Netflix revela qué ve de verdad ee.uu.: crímenes, amor barato y un pirata de goma
La guerra del streaming acaba de mostrar su carta de triunfo: un top 10 donde reinan asesinos reales, novias con pesadillas y un chico cuerda-goma que busca un tesoro. Netflix acaba de filtrar la lista de lo más visto por sus suscriptores en EE.UU. y el mensaje es demoledor: el entretenimiento ya no es fuga, es catarsis exprés.
Los datos llegan en plena reconversión de la plataforma: anuncios más baratos, fuga de títulos a rivales y un algoritmo que ahora premia las maratones, no los clicks.
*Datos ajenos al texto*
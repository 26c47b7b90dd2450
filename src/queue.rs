use std::collections::BTreeMap;
use std::path::Path;
use std::time::Duration;

use anyhow::{Context, Result};
use regex::Regex;

use workflow::Stage;

use crate::exec;
use crate::job::Job;
use crate::joblog::Action;

#[derive(Debug, thiserror::Error)]
pub enum Error {
    #[error("Queue id pattern /{pattern}/ matched {count} times, expected exactly once")]
    IdMatches { pattern: String, count: usize },
    #[error("Submission of {0:?} wrote no queue id file")]
    MissingIdFile(String),
}

/// Extract the queue id from submission output. The pattern must match
/// exactly once; its first capture group is the id, or the whole match
/// if the pattern has no groups.
pub fn parse_queue_id(text: &str, regex: &Regex) -> Result<String, Error> {
    let mut matches = regex.captures_iter(text);
    let (first, rest) = (matches.next(), matches.count());
    match first {
        Some(caps) if rest == 0 => {
            let id = caps.get(1).or_else(|| caps.get(0)).map_or("", |m| m.as_str());
            Ok(id.trim().to_owned())
        }
        _ => Err(Error::IdMatches {
            pattern: regex.as_str().to_owned(),
            count: usize::from(first.is_some()) + rest,
        }),
    }
}

/// Queue listings taken once per cycle, one per distinct query command.
/// A listing that couldn't be taken is `None`; every job is then considered present.
#[derive(Debug, Clone, Default)]
pub struct QueueSnapshot {
    listings: BTreeMap<String, Option<String>>,
}

impl QueueSnapshot {
    pub fn insert(&mut self, query: &str, listing: Option<String>) {
        self.listings.insert(query.to_owned(), listing);
    }

    /// Whether `id` shows up in the listing for `query`; `None` if unknown.
    pub fn contains(&self, query: &str, id: &str) -> Option<bool> {
        let listing = self.listings.get(query)?.as_ref()?;
        let dotted = format!("{id}.");
        Some(
            listing
                .split_whitespace()
                .any(|token| token == id || token.starts_with(&dotted)),
        )
    }
}

/// Runs the per-stage queue commands with bounded retries.
#[derive(Debug, Clone)]
pub struct QueueClient {
    retries: usize,
    retry_delay: Duration,
}

impl QueueClient {
    pub fn new(retries: usize, retry_delay: Duration) -> Self {
        Self {
            retries,
            retry_delay,
        }
    }

    /// Query the queue once for each distinct query command among `stages`.
    pub fn snapshot<'a, I>(&self, stages: I, dir: &Path) -> QueueSnapshot
    where
        I: IntoIterator<Item = &'a Stage>,
    {
        let mut snapshot = QueueSnapshot::default();
        for stage in stages {
            let query = &stage.queue.query;
            if snapshot.listings.contains_key(query) {
                continue;
            }
            let listing = match exec::run_with_retries(query, dir, self.retries, self.retry_delay) {
                Ok(output) => Some(output.stdout),
                Err(e) => {
                    log::warn!("queue query failed, treating all jobs as queued: {:#}", e);
                    None
                }
            };
            snapshot.insert(query, listing);
        }
        snapshot
    }

    /// Submit a job from inside its dir and return the queue id it was given.
    pub fn submit(&self, job: &Job) -> Result<String> {
        let queue = &job.stage().queue;
        let id_file = job.file(&queue.id_file);
        // a stale id from an earlier submission must not be mistaken for the new one.
        job.fs().remove_if_exists(&id_file)?;

        exec::run_with_retries(&queue.submit, job.path(), self.retries, self.retry_delay)
            .with_context(|| format!("submitting {:?}", job.path()))?;
        let id = job
            .queue_id()?
            .ok_or_else(|| Error::MissingIdFile(queue.id_file.clone()))?;
        job.log().write(Action::Submit, &format!("`{}` -> queue id {}", queue.submit, id))?;
        Ok(id)
    }

    /// Ask the queue to kill a job.
    pub fn kill(&self, job: &Job, id: &str) -> Result<()> {
        let cmd = format!("{} {}", job.stage().queue.kill, id);
        exec::run_with_retries(&cmd, job.path(), self.retries, self.retry_delay)?;
        job.log().write(Action::Kill, &format!("`{cmd}`"))?;
        Ok(())
    }
}

#[cfg(test)]
mod test {
    use super::*;
    use crate::fs::Fs;
    use crate::job::test::workflow;
    use tempfile::tempdir;

    #[test]
    fn test_parse_queue_id() -> Result<()> {
        let re = Regex::new("Submitted batch job ([0-9]+)")?;
        assert_eq!("1234", parse_queue_id("Submitted batch job 1234\n", &re)?);
        assert!(parse_queue_id("nothing here", &re).is_err());
        let twice = "Submitted batch job 1\nSubmitted batch job 2\n";
        match parse_queue_id(twice, &re) {
            Err(Error::IdMatches { count, .. }) => assert_eq!(2, count),
            other => panic!("expected IdMatches, got {other:?}"),
        }

        let whole = Regex::new("[0-9]+\\.pbs")?;
        assert_eq!("77.pbs", parse_queue_id("77.pbs", &whole)?);
        Ok(())
    }

    #[test]
    fn test_snapshot_contains() {
        let mut snapshot = QueueSnapshot::default();
        snapshot.insert("squeue", Some("JOBID NAME\n1234 vasp\n5678.pbs01 vasp\n".to_owned()));
        snapshot.insert("broken", None);
        assert_eq!(Some(true), snapshot.contains("squeue", "1234"));
        assert_eq!(Some(true), snapshot.contains("squeue", "5678"));
        assert_eq!(Some(false), snapshot.contains("squeue", "123"));
        assert_eq!(None, snapshot.contains("broken", "1234"));
        assert_eq!(None, snapshot.contains("never-run", "1234"));
    }

    #[test]
    fn test_submit_and_kill() -> Result<()> {
        let dir = tempdir()?;
        let fs = Fs::new(dir.path(), false);
        let wf = workflow("")?;
        let path = dir.path().join("Si/step_1_opt");
        std::fs::create_dir_all(&path)?;
        std::fs::write(path.join("job_id"), "Submitted batch job 1\n")?;
        let job = Job::new(&fs, &wf, &path)?;

        let client = QueueClient::new(0, Duration::ZERO);
        assert_eq!("7", client.submit(&job)?);
        client.kill(&job, "7")?;
        let log = fs.read_to_string(path.join("htc_job.log"))?;
        assert!(log.contains("[submit]"));
        assert!(log.contains("[kill] `true 7`"));

        let snapshot = client.snapshot(wf.stages(), dir.path());
        assert_eq!(Some(true), snapshot.contains("echo 7", "7"));
        Ok(())
    }
}
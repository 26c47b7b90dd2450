/// High-level command line app
mod app;
/// Definition of command-line args
mod args;
/// Versioned snapshots of a job's files
mod backup;
/// Error detection and correction
mod checker;
/// Running shell commands
mod exec;
/// Filesystem operations
mod fs;
/// The stage parameter file
mod incar;
/// A job dir bound to its stage
mod job;
/// Append-only per-job log
mod joblog;
/// Job state machine
mod machine;
/// The cooperating worker loop
mod orchestrator;
/// Creating new job dirs
mod prep;
/// Batch queue commands
mod queue;
/// Combined command-line and workflow file run settings
mod settings;
/// Text UI
mod ui;

// exported for tests:
pub use app::App;
pub use args::Args;
pub use orchestrator::Exit;
pub use settings::Settings;

/// Run the command-line app.
pub fn run() -> Result<(), anyhow::Error> {
    use clap::Parser;
    let args = Args::parse();

    // INTERPRET SETTINGS ///////////////
    let settings: Settings = args.try_into()?;

    let log_level = match settings.verbose {
        0 => log::LevelFilter::Warn,
        1 => log::LevelFilter::Info,
        2 => log::LevelFilter::Debug,
        _ => log::LevelFilter::Trace,
    };
    simple_logging::log_to_stderr(log_level);

    // RUN THE THING /////////////////
    let app = App::new(settings);
    let exit = app.run()?;
    log::info!("exiting: {:?}", exit);

    Ok(())
}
Aun así, la escena es clara: Homicidio —la docuserie que obliga a detectives a revivir sus peores casos— devora el primer lugar con la frialdad de quien sabe que el crónico delictivo vende mejor que cualquier superproducción.
El lado oscuro del click
La fórmula es tan vieja como la televisión, pero Netflix la ha perfeccionado: mezcla de vulnerabilidad y violencia. Algo terrible está a punto de suceder convierte el altar en ring de lucha; El depredador de Sevilla exporta la indignación #MeToo a territorio español y Beauty in Black pinta la industria del glamour con sangre de trata. El usuario no quiere distopía futurista; quiere su propia calle convertida en guión.
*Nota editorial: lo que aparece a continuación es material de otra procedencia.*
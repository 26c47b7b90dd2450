use std::fmt::Write;
use std::path::PathBuf;

use anyhow::Result;

use status::Buckets;

use crate::fs::Fs;

/// Render the bucket map: a timestamp header, then one section per bucket.
pub fn render(buckets: &Buckets, cycle: usize) -> String {
    let mut text = String::with_capacity(64 * buckets.total() + 128);
    let now = chrono::Local::now().format("%Y-%m-%d %H:%M:%S");
    // writing to a String can't fail.
    let _ = writeln!(text, "# htc-flow job status, cycle {cycle}, written {now}");
    let _ = writeln!(text, "# {} jobs, {} active", buckets.total(), buckets.active());
    for (status, jobs) in buckets.iter() {
        let _ = writeln!(text, "\n== {} ({})", status, jobs.len());
        for job in jobs {
            let _ = writeln!(text, "{}", job.display());
        }
    }
    text
}

/// Rewrite `<root>/htc_job_status.txt`.
pub fn write_status(fs: &Fs, buckets: &Buckets, cycle: usize) -> Result<()> {
    let mut buf = PathBuf::new();
    let path = fs.status_file(&mut buf);
    fs.write_file(path, &render(buckets, cycle))?;
    log::debug!("wrote {:?}", path);
    Ok(())
}

#[cfg(test)]
mod test {
    use super::*;
    use status::Status;

    #[test]
    fn test_render() {
        let mut buckets = Buckets::default();
        buckets.insert(&Status::Running, PathBuf::from("/r/Si/step_1_opt"));
        buckets.insert(&Status::Running, PathBuf::from("/r/Fe/step_1_opt"));
        buckets.insert(&Status::Manual, PathBuf::from("/r/Cu/step_1_opt"));
        let text = render(&buckets, 4);
        assert!(text.starts_with("# htc-flow job status, cycle 4, written "));
        assert!(text.contains("# 3 jobs, 2 active\n"));
        assert!(text.contains("\n== manual (1)\n/r/Cu/step_1_opt\n"));
        assert!(text.contains("\n== running (2)\n/r/Fe/step_1_opt\n/r/Si/step_1_opt\n"));
    }
}
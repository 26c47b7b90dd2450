use anyhow::Result;

use crate::ast::{Block, KeyValue, Line};

#[derive(Debug, thiserror::Error)]
pub enum Error {
    #[error("ParseError on line {line_no} '{line}': {msg}")]
    Syntax {
        msg: String,
        line_no: usize,
        line: String,
    },
    #[error("Line {0}: '**start' inside a block that was never closed")]
    NestedBlock(usize),
    #[error("Line {0}: '**end' without a matching '**start'")]
    UnmatchedEnd(usize),
    #[error("Line {0}: entry outside of a '**start'/'**end' block")]
    EntryOutsideBlock(usize),
    #[error("Block starting on line {0} is never closed with '**end'")]
    UnclosedBlock(usize),
}

/// Parse a workflow definition file into its `**start`/`**end` blocks.
pub fn parse_workflow(text: &str) -> Result<Vec<Block<'_>>> {
    let mut blocks = Vec::with_capacity(8);
    let mut open: Option<Block> = None;

    for (i, raw) in text.lines().enumerate() {
        let line_no = i + 1;
        let parsed = parse_line(workflow::line(), raw, line_no)?;
        match parsed {
            None => {}
            Some(Line::Start) => {
                if open.is_some() {
                    return Err(Error::NestedBlock(line_no).into());
                }
                open = Some(Block {
                    line: line_no,
                    entries: Vec::with_capacity(16),
                });
            }
            Some(Line::End) => match open.take() {
                Some(block) => blocks.push(block),
                None => return Err(Error::UnmatchedEnd(line_no).into()),
            },
            Some(Line::Entry(kv)) => match open.as_mut() {
                Some(block) => block.entries.push(kv),
                None => return Err(Error::EntryOutsideBlock(line_no).into()),
            },
        }
    }

    if let Some(block) = open {
        return Err(Error::UnclosedBlock(block.line).into());
    }
    Ok(blocks)
}

/// Parse a flat `KEY = value` file (INCAR-style), skipping blank and comment lines.
pub fn parse_key_values(text: &str) -> Result<Vec<KeyValue<'_>>> {
    let mut entries = Vec::with_capacity(32);
    for (i, raw) in text.lines().enumerate() {
        if let Some(kv) = parse_line(key_values::line(), raw, i + 1)? {
            entries.push(kv);
        }
    }
    Ok(entries)
}

fn parse_line<'a, P, O>(mut parser: P, line: &'a str, line_no: usize) -> Result<O>
where
    P: combine::Parser<combine::easy::Stream<&'a str>, Output = O>,
{
    use combine::EasyParser;
    parser
        .easy_parse(line)
        .map(|(out, _remainder)| out)
        .map_err(|e| {
            // since converting combine's errors is a lifetime nightmare,
            // we just stringify the error before returning it.
            Error::Syntax {
                msg: format!("{}", e),
                line_no,
                line: line.to_owned(),
            }
            .into()
        })
}

pub mod prelude {
    pub use combine::parser::char::{char, string};
    pub use combine::parser::range::recognize;
    pub use combine::*;
}

mod util {
    use super::prelude::*;
    use crate::ast::KeyValue;

    // spaces and tabs only; lines are split before parsing.
    p! {
        inline_space() -> (), {
            skip_many(satisfy(|c: char| c == ' ' || c == '\t' || c == '\r'))
        }
    }

    wrapper! {
        lex_inline(parser), {
            inline_space().with(parser).skip(inline_space())
        }
    }

    p! {
        comment(markers: &'static str) -> (), {
            satisfy(move |c: char| markers.contains(c)).with(skip_many(any()))
        }
    }

    p! {
        key() -> &'a str, {
            recognize(skip_many1(satisfy(|c: char| {
                c.is_alphanumeric() || c == '_' || c == '.' || c == '-'
            })))
        }
    }

    // everything up to a comment marker; trailing whitespace is trimmed later.
    p! {
        value(markers: &'static str) -> &'a str, {
            recognize(skip_many(satisfy(move |c: char| !markers.contains(c))))
        }
    }

    p! {
        key_value(markers: &'static str) -> KeyValue<'a>, {
            (lex_inline(key()), char('='), inline_space(), value(markers))
                .map(|(key, _, _, val): (&'a str, char, (), &'a str)| KeyValue::new(key, val.trim()))
        }
    }

    #[cfg(test)]
    mod test {
        use anyhow::Result;
        use combine::EasyParser;

        use crate::ast::KeyValue;

        #[test]
        fn test_key() -> Result<()> {
            assert_eq!("ENCUT", super::key().easy_parse("ENCUT = 520").unwrap().0);
            assert_eq!("incar.ISMEAR", super::key().easy_parse("incar.ISMEAR").unwrap().0);
            assert!(super::key().easy_parse("= 3").is_err());
            Ok(())
        }

        #[test]
        fn test_key_value() -> Result<()> {
            assert_eq!(
                KeyValue::new("ISMEAR", "0"),
                super::key_value("#!").easy_parse("ISMEAR = 0 ! smearing").unwrap().0
            );
            assert_eq!(
                KeyValue::new("SYSTEM", "Fe bcc"),
                super::key_value("#!").easy_parse("SYSTEM=Fe bcc   ").unwrap().0
            );
            assert_eq!(
                KeyValue::new("re_to_parse_queue_id", "job <([0-9]+)> is submitted!"),
                super::key_value("#")
                    .easy_parse("re_to_parse_queue_id = job <([0-9]+)> is submitted!")
                    .unwrap()
                    .0
            );
            Ok(())
        }

        #[test]
        fn test_comment() -> Result<()> {
            assert_eq!(((), ""), super::comment("#!").easy_parse("! anything = here").unwrap());
            assert!(super::comment("#").easy_parse("! not a comment").is_err());
            Ok(())
        }
    }
}

mod key_values {
    use super::prelude::*;
    use super::util::{comment, key_value, lex_inline};
    use crate::ast::KeyValue;
    use crate::KEY_VALUE_COMMENTS;

    p! {
        line() -> Option<KeyValue<'a>>, {
            lex_inline(optional(key_value(KEY_VALUE_COMMENTS)))
                .skip(optional(comment(KEY_VALUE_COMMENTS)))
                .skip(eof())
        }
    }
}

mod workflow {
    use super::prelude::*;
    use super::util::{comment, key_value, lex_inline};
    use crate::ast::Line;
    use crate::WORKFLOW_COMMENTS;

    p! {
        block_marker() -> Line<'a>, {
            string("**").with(
                string("start").map(|_| Line::Start)
                    .or(string("end").map(|_| Line::End))
            )
        }
    }

    p! {
        line() -> Option<Line<'a>>, {
            lex_inline(optional(
                block_marker().or(key_value(WORKFLOW_COMMENTS).map(Line::Entry))
            ))
            .skip(optional(comment(WORKFLOW_COMMENTS)))
            .skip(eof())
        }
    }
}

#[cfg(test)]
mod test {
    use super::*;

    const WORKFLOW: &str = "\
# two-step relaxation
**start
step_no = 1
cal_name = structure optimization  # trailing comment
**end

**start
  step_no = 2
  cal_name = scf
**end
";

    #[test]
    fn test_parse_workflow() -> Result<()> {
        let blocks = parse_workflow(WORKFLOW)?;
        assert_eq!(2, blocks.len());
        assert_eq!(2, blocks[0].line);
        assert_eq!(
            blocks[0].entries,
            vec![
                KeyValue::new("step_no", "1"),
                KeyValue::new("cal_name", "structure optimization"),
            ]
        );
        assert_eq!(7, blocks[1].line);
        assert_eq!(blocks[1].entries[1], KeyValue::new("cal_name", "scf"));
        Ok(())
    }

    #[test]
    fn test_workflow_block_errors() {
        assert!(parse_workflow("**start\nstep_no = 1\n").is_err());
        assert!(parse_workflow("**end\n").is_err());
        assert!(parse_workflow("step_no = 1\n").is_err());
        assert!(parse_workflow("**start\n**start\n**end\n").is_err());
    }

    #[test]
    fn test_parse_key_values() -> Result<()> {
        let text = "SYSTEM = Si\n\n# comment line\nENCUT = 520 ! cutoff\n  ISMEAR=0\n";
        let kvs = parse_key_values(text)?;
        assert_eq!(
            kvs,
            vec![
                KeyValue::new("SYSTEM", "Si"),
                KeyValue::new("ENCUT", "520"),
                KeyValue::new("ISMEAR", "0"),
            ]
        );
        Ok(())
    }

    #[test]
    fn test_key_values_bad_line() {
        let err = parse_key_values("ENCUT = 520\nnot a pair\n").unwrap_err();
        let msg = format!("{err}");
        assert!(msg.contains("line 2"), "{msg}");
    }
}
/// Run `workers` workers on scoped threads until they stop. Returns the exit
/// reported by worker 0, or the first error.
pub fn run_group(ctx: &Context, workflow: &Workflow, workers: usize) -> Result<Exit> {
    let results: Vec<Result<Exit>> = thread::scope(|s| {
        let handles: Vec<_> = group(workers)
            .into_iter()
            .map(|comm| {
                let wf = workflow.clone();
                s.spawn(move || Worker::new(comm, ctx, wf).run())
            })
            .collect();
        handles
            .into_iter()
            .enumerate()
            .map(|(rank, handle)| {
                handle.join().unwrap_or_else(|_| {
                    Err(Error::WorkerFailed {
                        rank,
                        msg: "panicked".to_owned(),
                    }
                    .into())
                })
            })
            .collect()
    });
    let mut exit = None;
    for result in results {
        let this = result?;
        exit.get_or_insert(this);
    }
    Ok(exit.unwrap_or(Exit::Stopped))
}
Lo que nadie cuenta es que el algoritmo ya no castiga la repetición. One Piece ocupa el noveno puesto pese a tener 1 000 episodios en anime y un live-action que costó más que la mitad de las series del top. La clave: los fans se rewatchan escenas clave y Netflix contabiliza cada visionado como nuevo. La nostalgia se ha vuelto un activo contable.

¿Y la ficción romántica?
Resucitó en la posición cinco. Un lugar para soñar es la versión light del boom de Virgin River: enfermera, pueblo alpino, hombre herido. La receta funciona porque el burnout pandémico dejó a millones de teletrabajadores hambrientos de paisajes sin zoom. El amor vende, sí, pero solo si viene con brisa y cafetera de gas.
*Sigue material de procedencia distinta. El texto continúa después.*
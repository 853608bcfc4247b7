//! Lazily-populated, read-mostly state for the legal store
//!
//! Holds the store handle plus the two values derived from it: the
//! collection's vector size and the feature alias map. Each is computed on
//! first use and kept for the lifetime of this object once computed
//! successfully. A failed lookup is not cached, so the next request retries.

use super::features::FeatureAliasMap;
use lexforge_common::config::LegalConfig;
use lexforge_common::errors::Result;
use lexforge_common::models::SCROLL_SENTINEL_SCORE;
use lexforge_common::store::{PointStore, ScrollRequest};
use lexforge_common::vector::MismatchReporter;
use std::collections::HashSet;
use std::sync::Arc;
use tokio::sync::OnceCell;

pub struct LegalStoreState {
    store: Arc<dyn PointStore>,
    collection: String,
    default_keys: Vec<String>,
    base_fields: HashSet<String>,
    vector_size: OnceCell<Option<usize>>,
    aliases: OnceCell<Arc<FeatureAliasMap>>,
    mismatch: MismatchReporter,
}

impl LegalStoreState {
    /// State for the configured collection; `None` when the subsystem is disabled
    pub fn from_config(store: Arc<dyn PointStore>, config: &LegalConfig) -> Option<Self> {
        let collection = config.collection.as_deref().filter(|c| !c.is_empty())?;
        Some(Self {
            store,
            collection: collection.to_string(),
            default_keys: config.default_feature_keys.clone(),
            base_fields: config.base_fields.iter().cloned().collect(),
            vector_size: OnceCell::new(),
            aliases: OnceCell::new(),
            mismatch: MismatchReporter::new(),
        })
    }

    pub fn store(&self) -> &Arc<dyn PointStore> {
        &self.store
    }

    pub fn collection(&self) -> &str {
        &self.collection
    }

    pub fn mismatch_reporter(&self) -> &MismatchReporter {
        &self.mismatch
    }

    /// Expected vector size of the collection, if the store reports a positive one
    pub async fn vector_size(&self) -> Option<usize> {
        let result = self
            .vector_size
            .get_or_try_init(|| async {
                let info = self.store.collection_info(&self.collection).await?;
                Ok::<_, lexforge_common::AppError>(info.vector_size.filter(|s| *s > 0))
            })
            .await;
        match result {
            Ok(size) => *size,
            Err(e) => {
                tracing::debug!(collection = %self.collection, error = %e, "Unable to fetch legal collection info");
                None
            }
        }
    }

    /// Alias map over the default keys plus payload keys of one sampled record
    pub async fn aliases(&self) -> Arc<FeatureAliasMap> {
        let result = self
            .aliases
            .get_or_try_init(|| async { self.sample_keys().await.map(|keys| Arc::new(FeatureAliasMap::from_keys(keys))) })
            .await;
        match result {
            Ok(map) => map.clone(),
            Err(e) => {
                tracing::debug!(collection = %self.collection, error = %e, "Unable to introspect legal features");
                Arc::new(FeatureAliasMap::from_keys(&self.default_keys))
            }
        }
    }

    async fn sample_keys(&self) -> Result<Vec<String>> {
        let mut keys = self.default_keys.clone();
        let page = self
            .store
            .scroll(
                &self.collection,
                ScrollRequest {
                    limit: 1,
                    offset: None,
                    with_payload: true,
                    with_vectors: false,
                },
            )
            .await?;
        for point in page.points {
            let Some(point) = point.into_scored(SCROLL_SENTINEL_SCORE) else {
                continue;
            };
            for key in point.payload.keys() {
                if !self.base_fields.contains(key) && !keys.contains(key) {
                    keys.push(key.clone());
                }
            }
        }
        Ok(keys)
    }
}

#[cfg(test)]
mod tests {
    use super::*;
    use crate::test_support::FlakyStore;
    use lexforge_common::models::{Metadata, PointId};
    use lexforge_common::store::{InMemoryVectorStore, StoredRecord};
    use serde_json::json;

    fn legal_config(collection: &str) -> LegalConfig {
        LegalConfig {
            collection: Some(collection.to_string()),
            default_feature_keys: vec!["amar_putusan".into()],
            ..Default::default()
        }
    }

    async fn legal_store() -> InMemoryVectorStore {
        let store = InMemoryVectorStore::new();
        store.create_collection("legal", Some(3)).await;
        let mut payload = Metadata::new();
        payload.insert("nomor_putusan".into(), json!("12/Pid.B/2020"));
        payload.insert("barang_bukti".into(), json!("satu unit sepeda motor"));
        store
            .upsert(
                "legal",
                vec![StoredRecord {
                    id: PointId::Num(1),
                    text: None,
                    metadata: payload,
                    vector: vec![1.0, 0.0, 0.0],
                }],
            )
            .await;
        store
    }

    #[test]
    fn test_disabled_without_collection() {
        let store: Arc<dyn PointStore> = Arc::new(InMemoryVectorStore::new());
        assert!(LegalStoreState::from_config(store, &LegalConfig::default()).is_none());
    }

    #[tokio::test]
    async fn test_aliases_include_sampled_keys() {
        let store: Arc<dyn PointStore> = Arc::new(legal_store().await);
        let state = LegalStoreState::from_config(store, &legal_config("legal")).unwrap();
        let aliases = state.aliases().await;
        assert_eq!(aliases.get("barang bukti"), Some("barang_bukti"));
        assert_eq!(aliases.get("amar putusan"), Some("amar_putusan"));
        assert!(aliases.get("nomor putusan").is_none());
        assert_eq!(state.vector_size().await, Some(3));
    }

    #[tokio::test]
    async fn test_failures_fall_back_and_are_not_cached() {
        let store = Arc::new(FlakyStore::new(legal_store().await).breaking("legal"));
        let state = LegalStoreState::from_config(store, &legal_config("legal")).unwrap();
        assert_eq!(state.vector_size().await, None);
        let aliases = state.aliases().await;
        assert_eq!(aliases.get("amar putusan"), Some("amar_putusan"));
        assert!(aliases.get("barang bukti").is_none());
        assert!(state.vector_size.get().is_none());
        assert!(state.aliases.get().is_none());
    }
}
La sorpresa llega en el décimo escalón: Mike & Molly, sitcom de 2010 que CBS canceló cuando los chistes sobre obesidad dejaron de ser políticamente correctos. Netflix la rescató, la remasterizó en 4K y descubrió que el humor de gordos funciona si se empaqueta como “representación realista”. La ironía: la serie que ridiculizaba la terapia de alimentación ahora se etiqueta como “feel-good de cuerpos diversos”.
La cifra habla por sí sola: 70 % de las visualizaciones provienen de perfiles creados después de 2022. Los nuevos abonados no llegan por estrenos millonarios; llegan por títulos que ya existían y que el algoritmo les descubre como si fueran primicias. El catálogo es el verdadero producto; la novedad, un espejismo.
Netflix cierra el año con 247 millones de suscriptores y una deuda que ronda los 14 000 millones de dólares. Mientras tanto, sus rivales —Disney+, Max, Apple TV+— se pelean por licencias de superhéroes y reinas dragón. La plataforma que inventó el binge-watching acaba de demostrar que su arma más letal no es la producción, sino la arqueología de sus propios estantes. El próximo hit ya está ahí, enterrado en 2014, esperando que el algoritmo lo desentierra y lo venda como revolución.